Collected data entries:
- - -
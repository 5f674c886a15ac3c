pub mod health_controller;
pub mod session_controller;
pub mod verification_controller;
use async_trait::async_trait;
use chrono::{DateTime, Utc};
use reqwest::{Client, StatusCode};
use serde::Deserialize;
use tracing::{debug, info, instrument};

use super::{SessionError, SessionEstablisher, expiry_after};
use crate::models::identity::{Identity, Session};

#[derive(Debug, Deserialize)]
struct IssuedSession {
    access_token: String,
    expires_in: i64,
    #[serde(default)]
    refresh_token: Option<String>,
}

impl IssuedSession {
    fn into_session(self) -> Result<Session, SessionError> {
        Ok(Session::Token {
            expires_at: expiry_after(self.expires_in)?,
            token: self.access_token,
            refresh_token: self.refresh_token,
        })
    }
}

#[derive(Debug, Deserialize)]
struct ProviderUser {
    email: String,
    domain: String,
    #[serde(default)]
    email_confirmed_at: Option<DateTime<Utc>>,
}

/// Sessions held by a hosted backend-as-a-service with passwordless auth.
///
/// The service key authorizes session creation and refresh. Every other call
/// is made with the user's own access token.
pub struct ManagedAuth {
    client: Client,
    base_url: String,
    service_key: String,
}

impl ManagedAuth {
    pub fn new(client: Client, base_url: &str, service_key: &str) -> Self {
        Self {
            client,
            base_url: base_url.trim_end_matches('/').to_string(),
            service_key: service_key.to_string(),
        }
    }

    fn endpoint(&self, path: &str) -> String {
        format!("{}/{path}", self.base_url)
    }
}

async fn rejection(response: reqwest::Response) -> SessionError {
    let status = response.status();
    let body = response.text().await.unwrap_or_default();
    SessionError::Rejected(format!("{status}: {body}"))
}

#[async_trait]
impl SessionEstablisher for ManagedAuth {
    fn name(&self) -> &'static str {
        "managed"
    }

    #[instrument(skip(self, identity), fields(email = %identity.email))]
    async fn establish(&self, identity: &Identity) -> Result<Session, SessionError> {
        let response = self
            .client
            .post(self.endpoint("sessions"))
            .bearer_auth(&self.service_key)
            .json(identity)
            .send()
            .await?;
        if !response.status().is_success() {
            return Err(rejection(response).await);
        }

        let issued: IssuedSession = response.json().await?;
        info!("managed session created");
        issued.into_session()
    }

    async fn current_identity(&self, token: &str) -> Result<Option<Identity>, SessionError> {
        let response = self
            .client
            .get(self.endpoint("user"))
            .bearer_auth(token)
            .send()
            .await?;
        match response.status() {
            StatusCode::UNAUTHORIZED | StatusCode::FORBIDDEN | StatusCode::NOT_FOUND => Ok(None),
            status if status.is_success() => {
                let user: ProviderUser = response.json().await?;
                if user.email_confirmed_at.is_none() {
                    debug!(email = %user.email, "session user has no confirmed email");
                    return Ok(None);
                }
                Ok(Some(Identity::new(&user.email, &user.domain)))
            }
            _ => Err(rejection(response).await),
        }
    }

    async fn end_session(&self, token: &str) -> Result<Option<String>, SessionError> {
        let response = self
            .client
            .post(self.endpoint("logout"))
            .bearer_auth(token)
            .send()
            .await?;
        // an already dead session is as good as a revoked one
        if response.status().is_success() || response.status() == StatusCode::UNAUTHORIZED {
            Ok(None)
        } else {
            Err(rejection(response).await)
        }
    }

    #[instrument(skip_all)]
    async fn refresh(&self, refresh_token: &str) -> Result<Session, SessionError> {
        let response = self
            .client
            .post(self.endpoint("sessions/refresh"))
            .bearer_auth(&self.service_key)
            .json(&serde_json::json!({ "refresh_token": refresh_token }))
            .send()
            .await?;
        if !response.status().is_success() {
            return Err(rejection(response).await);
        }

        let mut issued: IssuedSession = response.json().await?;
        // providers that do not rotate keep the caller's refresh token valid
        if issued.refresh_token.is_none() {
            issued.refresh_token = Some(refresh_token.to_string());
        }
        info!("managed session refreshed");
        issued.into_session()
    }
}
use actix_web::{HttpResponse, error, web};

use crate::controllers::{
    health_controller::health, session_controller::SessionController,
    verification_controller::VerificationController,
};

/// Answer malformed JSON bodies in the same shape as every other failure.
fn json_config() -> web::JsonConfig {
    web::JsonConfig::default().error_handler(|err, _req| {
        let body = serde_json::json!({
            "success": false,
            "error": err.to_string()
        });
        error::InternalError::from_response(err, HttpResponse::BadRequest().json(body)).into()
    })
}

pub fn routes(cfg: &mut web::ServiceConfig) {
    cfg.app_data(json_config())
        .route("/health", web::get().to(health))
        .route(
            "/api/validate-domain",
            web::post().to(VerificationController::validate_domain),
        )
        .route(
            "/api/validate-email",
            web::post().to(VerificationController::validate_email),
        )
        .route(
            "/api/verify-otp",
            web::post().to(VerificationController::verify_otp),
        )
        .route("/api/session", web::get().to(SessionController::current))
        .route(
            "/api/session/refresh",
            web::post().to(SessionController::refresh),
        )
        .route(
            "/api/session/logout",
            web::post().to(SessionController::logout),
        )
        .route(
            "/api/auth/callback",
            web::get().to(SessionController::callback),
        );
}
use serde_json::{Value, json};
use std::collections::{HashMap, HashSet};
use std::sync::Mutex;
use std::sync::atomic::{AtomicUsize, Ordering};
use tokio::sync::oneshot;

use crate::api::{ApiError, Backend, SessionSummary};
use task_convo::SessionId;

/// In-memory [`Backend`] with scripted responses.
///
/// History fetches can be gated: a gated fetch suspends until the test
/// releases it, which lets tests resolve loads out of order.
#[derive(Default)]
pub struct FakeBackend {
    sessions: Mutex<Vec<SessionSummary>>,
    histories: Mutex<HashMap<SessionId, Value>>,
    failing_histories: Mutex<HashSet<SessionId>>,
    gates: Mutex<HashMap<SessionId, oneshot::Receiver<()>>>,
    next_session_id: Mutex<Option<String>>,
    fail_create: Mutex<bool>,
    fail_send: Mutex<bool>,
    reply: Mutex<Option<Value>>,
    pub create_calls: AtomicUsize,
    pub history_calls: AtomicUsize,
    pub send_calls: AtomicUsize,
}

impl FakeBackend {
    pub fn new() -> Self {
        Self::default()
    }

    pub fn set_sessions(&self, rows: Vec<SessionSummary>) {
        *self.sessions.lock().unwrap() = rows;
    }

    pub fn set_history(&self, id: &str, body: Value) {
        self.histories
            .lock()
            .unwrap()
            .insert(SessionId::from(id), body);
    }

    pub fn fail_history(&self, id: &str) {
        self.failing_histories
            .lock()
            .unwrap()
            .insert(SessionId::from(id));
    }

    /// Holds the next history fetch for `id` until the returned sender fires
    /// (or is dropped).
    pub fn gate_history(&self, id: &str) -> oneshot::Sender<()> {
        let (tx, rx) = oneshot::channel();
        self.gates.lock().unwrap().insert(SessionId::from(id), rx);
        tx
    }

    pub fn set_next_session_id(&self, id: &str) {
        *self.next_session_id.lock().unwrap() = Some(id.to_string());
    }

    pub fn set_fail_create(&self, fail: bool) {
        *self.fail_create.lock().unwrap() = fail;
    }

    pub fn set_fail_send(&self, fail: bool) {
        *self.fail_send.lock().unwrap() = fail;
    }

    pub fn set_reply(&self, reply: Value) {
        *self.reply.lock().unwrap() = Some(reply);
    }

    pub fn creates(&self) -> usize {
        self.create_calls.load(Ordering::SeqCst)
    }

    pub fn sends(&self) -> usize {
        self.send_calls.load(Ordering::SeqCst)
    }
}

impl Backend for FakeBackend {
    async fn list_sessions(&self) -> Result<Vec<SessionSummary>, ApiError> {
        Ok(self.sessions.lock().unwrap().clone())
    }

    async fn create_session(&self, _name: &str) -> Result<SessionId, ApiError> {
        self.create_calls.fetch_add(1, Ordering::SeqCst);
        if *self.fail_create.lock().unwrap() {
            return Err(ApiError::Unavailable);
        }
        let id = self
            .next_session_id
            .lock()
            .unwrap()
            .clone()
            .unwrap_or_else(|| "s1".to_string());
        Ok(SessionId::new(id))
    }

    async fn fetch_history(&self, session_id: &SessionId) -> Result<Value, ApiError> {
        self.history_calls.fetch_add(1, Ordering::SeqCst);
        let gate = self.gates.lock().unwrap().remove(session_id);
        if let Some(gate) = gate {
            let _ = gate.await;
        }
        if self.failing_histories.lock().unwrap().contains(session_id) {
            return Err(ApiError::Unavailable);
        }
        Ok(self
            .histories
            .lock()
            .unwrap()
            .get(session_id)
            .cloned()
            .unwrap_or_else(|| json!([])))
    }

    async fn send_command(&self, _session_id: &SessionId, text: &str) -> Result<Value, ApiError> {
        self.send_calls.fetch_add(1, Ordering::SeqCst);
        if *self.fail_send.lock().unwrap() {
            return Err(ApiError::Unavailable);
        }
        Ok(self
            .reply
            .lock()
            .unwrap()
            .clone()
            .unwrap_or_else(|| json!({ "message": format!("ack: {text}") })))
    }
}
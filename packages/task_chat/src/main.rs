use anyhow::{Context, Result};
use clap::{Parser, Subcommand};
use std::path::PathBuf;
use tracing::debug;
use tracing_subscriber::prelude::*;

use task_chat::cli;
use task_chat::config::{self, ClientConfig, FileConfig, RuntimeOverrides};

#[derive(Parser)]
#[command(name = "taskchat")]
#[command(about = "Chat client for issuing tasks to a backend agent")]
struct Cli {
    #[command(subcommand)]
    command: Option<Commands>,

    /// Config file (defaults to <config dir>/taskchat/config.toml)
    #[arg(long, global = true)]
    config: Option<PathBuf>,

    /// Backend base URL for request/response calls
    #[arg(long, global = true)]
    base_url: Option<String>,

    /// WebSocket URL for live updates (defaults to <base-url>/ws)
    #[arg(long, global = true)]
    channel_url: Option<String>,

    /// Run without the live update channel
    #[arg(long, global = true)]
    no_channel: bool,

    /// Enable debug logging
    #[arg(short, long, global = true)]
    debug: bool,
}

#[derive(Subcommand)]
enum Commands {
    /// Interactive chat (default)
    Chat(ChatArgs),

    /// List sessions and exit
    Sessions(SessionsArgs),
}

#[derive(Parser)]
struct ChatArgs {
    /// Session to open on start
    #[arg(long)]
    session: Option<String>,
}

#[derive(Parser)]
struct SessionsArgs {
    /// Output as JSON
    #[arg(long)]
    json: bool,
}

#[tokio::main]
async fn main() -> Result<()> {
    let cli = Cli::parse();

    let default_directive = if cli.debug {
        "taskchat=debug,task_chat=debug,task_convo=debug,warn"
    } else {
        "taskchat=info,task_chat=info,task_convo=info,warn"
    };
    let env_filter = tracing_subscriber::EnvFilter::try_from_default_env()
        .unwrap_or_else(|_| tracing_subscriber::EnvFilter::new(default_directive));
    tracing_subscriber::registry()
        .with(tracing_subscriber::fmt::layer().with_writer(std::io::stderr))
        .with(env_filter)
        .init();

    let config_path = config::resolve_config_path(cli.config.clone());
    debug!(path = ?config_path, "loading configuration");
    let file_config: FileConfig = config::load_config(config_path.as_deref())
        .extract()
        .context("Failed to load configuration")?;
    let overrides = RuntimeOverrides {
        base_url: cli.base_url,
        channel_url: cli.channel_url,
        disable_channel: cli.no_channel,
    };
    let client_config = ClientConfig::from_file(&file_config.with_overrides(&overrides));

    match cli.command {
        None => cli::chat_command(&client_config, None).await,
        Some(Commands::Chat(args)) => cli::chat_command(&client_config, args.session).await,
        Some(Commands::Sessions(args)) => cli::sessions_command(&client_config, args.json).await,
    }
}
//! # Task Conversations
//!
//! Canonical conversation model for Task Chat, independent of any transport.
//!
//! ## Overview
//!
//! Messages reach the client from three places: persisted history rows,
//! push events on the duplex channel, and drafts the local user is sending.
//! Each uses its own shape. This library provides:
//! - The canonical [`Message`] / [`Session`] types
//! - [`normalize`], which reduces any accepted wire shape to a [`Message`]
//! - [`ConversationStore`], the ordered per-session message list plus its
//!   loading, typing, and error flags
//!
//! ## Quick Start
//!
//! ```rust
//! use serde_json::json;
//! use task_convo::{ConversationStore, NormalizeContext, Role, SessionId, normalize_all};
//!
//! let session = SessionId::from("s1");
//! let ctx = NormalizeContext::default().for_session(&session);
//!
//! let rows = vec![
//!     json!({ "message": { "type": "human", "content": "hi" } }),
//!     json!("hello!"),
//!     json!({ "message": "" }),
//! ];
//! let history = normalize_all(&rows, &ctx);
//! assert_eq!(history.len(), 2);
//! assert_eq!(history[0].role, Role::User);
//!
//! let mut store = ConversationStore::new();
//! store.reset(Some(session.clone()));
//! store.begin_load();
//! assert!(store.seed(&session, history));
//! assert_eq!(store.len(), 2);
//! ```

pub mod error;
pub mod normalize;
pub mod store;
pub mod types;

pub use error::Rejection;
pub use normalize::{DEFAULT_DISPLAY_NAME, NormalizeContext, normalize, normalize_all};
pub use store::ConversationStore;
pub use types::{Message, OutgoingEnvelope, Role, Session, SessionId};
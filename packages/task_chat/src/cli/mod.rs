pub mod render;

use anyhow::{Context, Result};
use std::io::{self, Write};
use std::sync::Arc;
use tokio::io::{AsyncBufReadExt, BufReader};
use tracing::{info, warn};

use crate::api::{Backend, HttpBackend, SessionSummary, sort_newest_first};
use crate::channel::ChannelManager;
use crate::config::ClientConfig;
use crate::controller::{ControllerOptions, SessionController, SessionState};
use render::Renderer;
use task_convo::SessionId;

/// One line of user input.
#[derive(Debug, Clone, PartialEq, Eq)]
pub enum Input {
    Empty,
    New(Option<String>),
    Cancel,
    Open(String),
    Sessions,
    End,
    Help,
    Quit,
    /// A slash command that needs an argument it did not get.
    Usage(&'static str),
    Unknown(String),
    /// Plain text: a session name while creating, otherwise a command.
    Text(String),
}

pub fn parse_input(line: &str) -> Input {
    let trimmed = line.trim();
    if trimmed.is_empty() {
        return Input::Empty;
    }
    let Some(command) = trimmed.strip_prefix('/') else {
        return Input::Text(trimmed.to_string());
    };
    let (name, arg) = match command.split_once(char::is_whitespace) {
        Some((name, rest)) => (name, Some(rest.trim()).filter(|r| !r.is_empty())),
        None => (command, None),
    };
    match name {
        "new" => Input::New(arg.map(str::to_string)),
        "cancel" => Input::Cancel,
        "open" => match arg {
            Some(id) => Input::Open(id.to_string()),
            None => Input::Usage("usage: /open <id|n>"),
        },
        "sessions" | "ls" => Input::Sessions,
        "end" => Input::End,
        "help" | "?" => Input::Help,
        "quit" | "exit" | "q" => Input::Quit,
        other => Input::Unknown(other.to_string()),
    }
}

/// Resolves `/open` arguments: an exact id from the list, else a 1-based
/// list number, else the argument taken as an id.
pub fn resolve_session(sessions: &[SessionSummary], arg: &str) -> (SessionId, Option<String>) {
    if let Some(row) = sessions.iter().find(|row| row.session_id.as_str() == arg) {
        return (row.session_id.clone(), row.title.clone());
    }
    if let Ok(n) = arg.parse::<usize>()
        && let Some(row) = n.checked_sub(1).and_then(|i| sessions.get(i))
    {
        return (row.session_id.clone(), row.title.clone());
    }
    (SessionId::from(arg), None)
}

#[derive(Debug, PartialEq, Eq)]
enum Flow {
    Continue,
    Quit,
}

/// Interactive chat. Opens the push channel once, runs until `/quit` or
/// end of input, then closes it.
pub async fn chat_command(config: &ClientConfig, session: Option<String>) -> Result<()> {
    let backend = Arc::new(HttpBackend::new(config).context("Failed to build HTTP client")?);

    let mut channels = config
        .channel
        .enabled
        .then(|| ChannelManager::new(&config.channel.url));
    let handle = match channels.as_mut() {
        Some(manager) => match manager.open().await {
            Ok(handle) => Some(handle),
            Err(e) => {
                warn!(url = %manager.url(), error = %e, "push channel unavailable, continuing without live updates");
                None
            }
        },
        None => None,
    };

    let (mut controller, mut events) =
        SessionController::new(backend, handle, ControllerOptions::from_config(config));
    let mut renderer = Renderer::new(io::stdout(), config.display_name.as_str());

    info!(base_url = %config.base_url, "chat started");
    renderer.help()?;
    controller.refresh_sessions();
    if let Some(id) = session {
        controller.select_session(SessionId::from(id), None);
    }

    let mut lines = BufReader::new(tokio::io::stdin()).lines();
    loop {
        renderer.render(&controller)?;
        tokio::select! {
            line = lines.next_line() => {
                let Some(line) = line.context("Failed to read input")? else { break };
                if handle_line(&mut controller, &mut renderer, &line)? == Flow::Quit {
                    break;
                }
            }
            Some(event) = events.recv() => {
                let applied = controller.apply(event);
                renderer.applied(&applied, &controller)?;
            }
        }
    }
    renderer.render(&controller)?;

    if let Some(manager) = channels.as_mut() {
        manager.close();
    }
    Ok(())
}

fn handle_line<B: Backend, W: Write>(
    controller: &mut SessionController<B>,
    renderer: &mut Renderer<W>,
    line: &str,
) -> io::Result<Flow> {
    let outcome = match parse_input(line) {
        Input::Empty => Ok(()),
        Input::Quit => return Ok(Flow::Quit),
        Input::Help => return renderer.help().map(|_| Flow::Continue),
        Input::New(name) => {
            controller.begin_create();
            match name {
                Some(name) => controller.submit_name(&name),
                None => Ok(()),
            }
        }
        Input::Cancel => controller.cancel_create(),
        Input::Open(arg) => {
            let (id, title) = resolve_session(controller.sessions(), &arg);
            if !controller.select_session(id, title) {
                renderer.notice("already open")?;
            }
            Ok(())
        }
        Input::Sessions => {
            renderer.request_sessions();
            controller.refresh_sessions();
            Ok(())
        }
        Input::End => {
            if !controller.end_session() {
                renderer.notice("no active session")?;
            }
            Ok(())
        }
        Input::Usage(usage) => {
            renderer.notice(usage)?;
            Ok(())
        }
        Input::Unknown(name) => {
            renderer.notice(&format!("unknown command /{name}, try /help"))?;
            Ok(())
        }
        Input::Text(text) => match controller.state() {
            SessionState::Creating { .. } => controller.submit_name(&text),
            _ => controller.send_command(&text),
        },
    };
    if let Err(e) = outcome {
        renderer.notice(&format!("! {e}"))?;
    }
    Ok(Flow::Continue)
}

/// Prints the session list and exits.
pub async fn sessions_command(config: &ClientConfig, json: bool) -> Result<()> {
    let backend = HttpBackend::new(config).context("Failed to build HTTP client")?;
    let mut sessions = backend
        .list_sessions()
        .await
        .context("Failed to list sessions")?;
    sort_newest_first(&mut sessions);

    if json {
        println!("{}", serde_json::to_string_pretty(&sessions)?);
    } else {
        let mut renderer = Renderer::new(io::stdout(), config.display_name.as_str());
        renderer.sessions(&sessions)?;
        println!("\n{} session(s)", sessions.len());
    }
    Ok(())
}

#[cfg(test)]
mod tests {
    use super::*;
    use crate::test_helpers::FakeBackend;

    // -- parse_input --

    #[test]
    fn parse_plain_text() {
        assert_eq!(parse_input("  run it  "), Input::Text("run it".into()));
        assert_eq!(parse_input("   "), Input::Empty);
    }

    #[test]
    fn parse_commands() {
        assert_eq!(parse_input("/new"), Input::New(None));
        assert_eq!(
            parse_input("/new  Email Task "),
            Input::New(Some("Email Task".into()))
        );
        assert_eq!(parse_input("/cancel"), Input::Cancel);
        assert_eq!(parse_input("/open s1"), Input::Open("s1".into()));
        assert!(matches!(parse_input("/open"), Input::Usage(_)));
        assert_eq!(parse_input("/sessions"), Input::Sessions);
        assert_eq!(parse_input("/end"), Input::End);
        assert_eq!(parse_input("/help"), Input::Help);
        assert_eq!(parse_input("/quit"), Input::Quit);
        assert_eq!(parse_input("/frobnicate"), Input::Unknown("frobnicate".into()));
    }

    // -- resolve_session --

    fn rows() -> Vec<SessionSummary> {
        serde_json::from_value(serde_json::json!([
            { "session_id": "abc", "title": "First" },
            { "session_id": "2", "title": "Numeric id" },
        ]))
        .unwrap()
    }

    #[test]
    fn resolve_prefers_exact_id() {
        let (id, title) = resolve_session(&rows(), "2");
        assert_eq!(id, SessionId::from("2"));
        assert_eq!(title.as_deref(), Some("Numeric id"));
    }

    #[test]
    fn resolve_by_list_number() {
        let (id, title) = resolve_session(&rows(), "1");
        assert_eq!(id, SessionId::from("abc"));
        assert_eq!(title.as_deref(), Some("First"));
    }

    #[test]
    fn resolve_unknown_passes_through() {
        assert_eq!(resolve_session(&rows(), "zzz"), (SessionId::from("zzz"), None));
        assert_eq!(resolve_session(&rows(), "0"), (SessionId::from("0"), None));
    }

    // -- handle_line --

    #[tokio::test]
    async fn text_goes_to_name_then_to_session() {
        let backend = Arc::new(FakeBackend::new());
        let (mut ctrl, mut rx) =
            SessionController::new(Arc::clone(&backend), None, ControllerOptions::default());
        let mut renderer = Renderer::new(Vec::new(), "You");

        handle_line(&mut ctrl, &mut renderer, "/new").unwrap();
        handle_line(&mut ctrl, &mut renderer, "Email Task").unwrap();
        let event = rx.recv().await.unwrap();
        ctrl.apply(event);
        assert_eq!(ctrl.current_session().unwrap().title, "Email Task");

        handle_line(&mut ctrl, &mut renderer, "run it").unwrap();
        assert_eq!(ctrl.store().len(), 1);
        assert_eq!(
            handle_line(&mut ctrl, &mut renderer, "/quit").unwrap(),
            Flow::Quit
        );
    }

    #[tokio::test]
    async fn validation_errors_print_inline() {
        let backend = Arc::new(FakeBackend::new());
        let (mut ctrl, _rx) = SessionController::new(backend, None, ControllerOptions::default());
        let mut renderer = Renderer::new(Vec::new(), "You");

        handle_line(&mut ctrl, &mut renderer, "hello").unwrap();
        handle_line(&mut ctrl, &mut renderer, "/end").unwrap();

        let out = String::from_utf8(renderer.into_inner()).unwrap();
        assert_eq!(out, "! no active session\nno active session\n");
    }
}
- - -
- [WORK INSTRUCTION] Search the data above and return each line in which "until" occurs.

- [RESPONSE FOR THIS EXERCISE]
/// History fetches can be gated: a gated fetch suspends until the test
    /// Holds the next history fetch for `id` until the returned sender fires
/// Interactive chat. Opens the push channel once, runs until `/quit` or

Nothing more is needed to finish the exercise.